[hugez]

I'm feeling very lost about a small part of a question from my biochemistry lab.

We were doing cation exchange chromatography and we were separating ferritin from cytochrome c. The question is:

"After you added the phosphate buffer you should have observed a second band. What was the colour of this band? What do you think this protein is? Explain why in relation to the buffer and pH. WHy does this protein have this colour"

-> Now I know that it is cytochrome c because we had already eluted the ferritin from the mixture and the pH was 11 (greater than its pI of 10.5). It's the colours that confuse me. When I did the experiment, the colour of the band was exactly the same as the gel we were running it through (a yellow-cream). Yet this question seems to imply that cytochrome c is a coloured protein, and that there is a 'reason' for this, yet I can't seem to figure it out, and I can't find any research that suggest cytochrome c is coloured.
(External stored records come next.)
//! Presence rules: whether a key exists and carries something.

use super::ensure_plain;
use crate::error::RuleResult;
use crate::rule::{Check, RuleContext};
use crate::value::Value;

/// The key must exist in its scope, even with a `null` value.
///
/// On a bare wildcard target the scope itself must be a collection.
#[derive(Debug, Clone, Copy, Default, PartialEq, Eq)]
pub struct Present;

impl Check for Present {
    fn check(&self, ctx: &RuleContext<'_>) -> RuleResult {
        let present = if ctx.is_collection() {
            ctx.scope().is_container()
        } else {
            !ctx.is_missing()
        };
        ensure_plain(present)
    }
}

/// Strings must not be whitespace only; files must carry a client file name.
#[derive(Debug, Clone, Copy, Default, PartialEq, Eq)]
pub struct NotBlank;

impl Check for NotBlank {
    fn check(&self, ctx: &RuleContext<'_>) -> RuleResult {
        let blank = match ctx.value() {
            Some(Value::String(s)) => s.trim().is_empty(),
            Some(Value::File(file)) => file.client_filename.as_deref().is_none_or(str::is_empty),
            _ => false,
        };
        ensure_plain(!blank)
    }
}

/// [`Present`] and [`NotBlank`].
#[derive(Debug, Clone, Copy, Default, PartialEq, Eq)]
pub struct Required;

impl Check for Required {
    fn check(&self, ctx: &RuleContext<'_>) -> RuleResult {
        Present.check(ctx)?;
        NotBlank.check(ctx)
    }
}

#[cfg(test)]
mod tests {
    use super::*;
    use crate::error::RuleError;
    use crate::rules::testing::{fails, passes, run, run_missing};
    use crate::value::UploadedFile;
    use serde_json::json;

    #[test]
    fn present_accepts_null_but_not_absence() {
        assert!(passes(&Present, Value::Null));
        assert!(passes(&Present, ""));
        assert!(run_missing(&Present).is_err());
    }

    #[test]
    fn present_on_a_collection() {
        let list = Value::from(json!([1]));
        assert!(run(&Present, "*", &list).is_ok());
        assert!(run(&Present, "*", &Value::Null).is_err());
    }

    #[test]
    fn notblank_rejects_whitespace_strings() {
        assert!(fails(&NotBlank, "   "));
        assert!(fails(&NotBlank, ""));
        assert!(passes(&NotBlank, " x "));
        assert!(passes(&NotBlank, Value::Null));
        assert!(passes(&NotBlank, 0));
        assert!(run_missing(&NotBlank).is_ok());
    }

    #[test]
    fn notblank_checks_file_names() {
        assert!(passes(&NotBlank, UploadedFile::new("a.txt")));
        assert!(fails(&NotBlank, UploadedFile::new("")));
        assert!(fails(&NotBlank, UploadedFile::default()));
    }

    #[test]
    fn required_combines_both() {
        assert!(matches!(run_missing(&Required), Err(RuleError::Failed(_))));
        assert!(fails(&Required, " "));
        assert!(passes(&Required, "value"));
        assert!(passes(&Required, Value::Null));
    }
}
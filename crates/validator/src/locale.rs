//! Built-in message bundles.

/// Locale served by [`ValidatorFactory::create`](crate::ValidatorFactory::create)
/// when nothing else is asked for.
pub const DEFAULT_LOCALE: &str = "en";

const EN: &[(&str, &str)] = &[
    ("accepted", "The :attribute must be accepted."),
    ("alphanum", "The :attribute must contain only letters and numbers."),
    ("alpha", "The :attribute must contain only letters."),
    ("array", "The :attribute must be an array."),
    ("between", "The :attribute must be between :min and :max."),
    ("birthday", "The :attribute is not valid."),
    ("boolean", "The :attribute must be a boolean."),
    ("dateafter", "The :attribute must be after :limit."),
    ("datebefore", "The :attribute must be before :limit."),
    ("datebetween", "The :attribute must be between :after and :before."),
    ("dateformat", "The :attribute must respect the format :format."),
    ("date", "The :attribute must be a date."),
    ("different", "The :attribute must have a different value from :other."),
    ("email", "The :attribute must be an email."),
    ("equals", "The :attribute must have the same value as :other."),
    ("extension", "The :attribute extension must be in :extensions."),
    ("file", "The :attribute must be a file."),
    ("havedifferent", "All the :attribute must have a different value for :field."),
    ("havesame", "All the :attribute must have the same value as :field."),
    ("in", "The :attribute must be in :set."),
    ("integer", "The :attribute must be an integer."),
    ("ip", "The :attribute must be an ip address."),
    ("max", "The :attribute must be lesser than :max."),
    ("mimetype", "The :attribute mime type must be in :mimetypes."),
    ("min", "The :attribute must be greater than :min."),
    ("notaccepted", "The :attribute must not be accepted."),
    ("notblank", "The :attribute must not be blank."),
    ("notin", "The :attribute must not be in :set."),
    ("numeric", "The :attribute must be numeric."),
    ("present", "The :attribute must be present."),
    ("regex", "The :attribute format is invalid."),
    ("required", "The :attribute is required."),
    ("size", "The :attribute size must be lesser than :sizeKB."),
    ("slug", "The :attribute must contain only letters, numbers, dashes and underscores."),
    ("urlactive", "The :attribute must be an active url."),
    ("url", "The :attribute must be an url."),
];

/// Returns the built-in templates of `locale`, keyed by rule name.
pub fn templates(locale: &str) -> Option<&'static [(&'static str, &'static str)]> {
    match locale {
        "en" => Some(EN),
        _ => None,
    }
}

/// Locales with a built-in bundle.
pub fn available() -> &'static [&'static str] {
    &["en"]
}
Any suggestions? Do any of you have any personal experience with cytochrome c having colour?

[Babcock_Hall]

Yes, I can verify that cytochrome c has an intense color at neutral pH.  Do you know the identity of the prosthetic group of this protein?  Can you double-check the value of the pH?  Although I can see the logic of going to high pH, it might have an effect on the protein that would be difficult to predict without more information.

[hugez]

I know that cytochrome c contains a heme group, though I'm not sure how this would be affected by a change in pH. The pH was definitely 11.5 (so the protein was negatively charged overall at this pH). I read in my observations that I noted that the effluent of this protein was a light red colour, though the image I took of the protein while it was running through the gel showed no difference in colour from the yellow-cream colour of the gel. On the other hand, the fact that there's supposed to be a second band tells me that there probably was a red band briefly and that I just wasn't paying enough attention at the time to notice it before it washed through. That's the only explanation I have.

[Babcock_Hall]

If I understand what you did, the first band was ferritin and the second band was cytochrome c.  How dark the band of cytochrome c is depends upon its concentration, as one can appreciate from Beer's law.  However, the second issue is pH.  At neutral pH cytochrome c has an intense red color that is not very different from the color of hemoglobin or myoglobin.  If you initially prepared the protein mixture at neutral pH and applied it to the column, you should have seen the red color.  The chromatography would have had two effects potentially.  One is that the final concentration of the protein changed relative to its starting concentration, and the other is pH.  Once the pH was increased, it is possible that a side-chain in close proximity to the heme group was deprotonated (there is one candidate that comes to mind--look up the groups that coordinate to the iron) and that this deprotonation altered the spectrum in some way.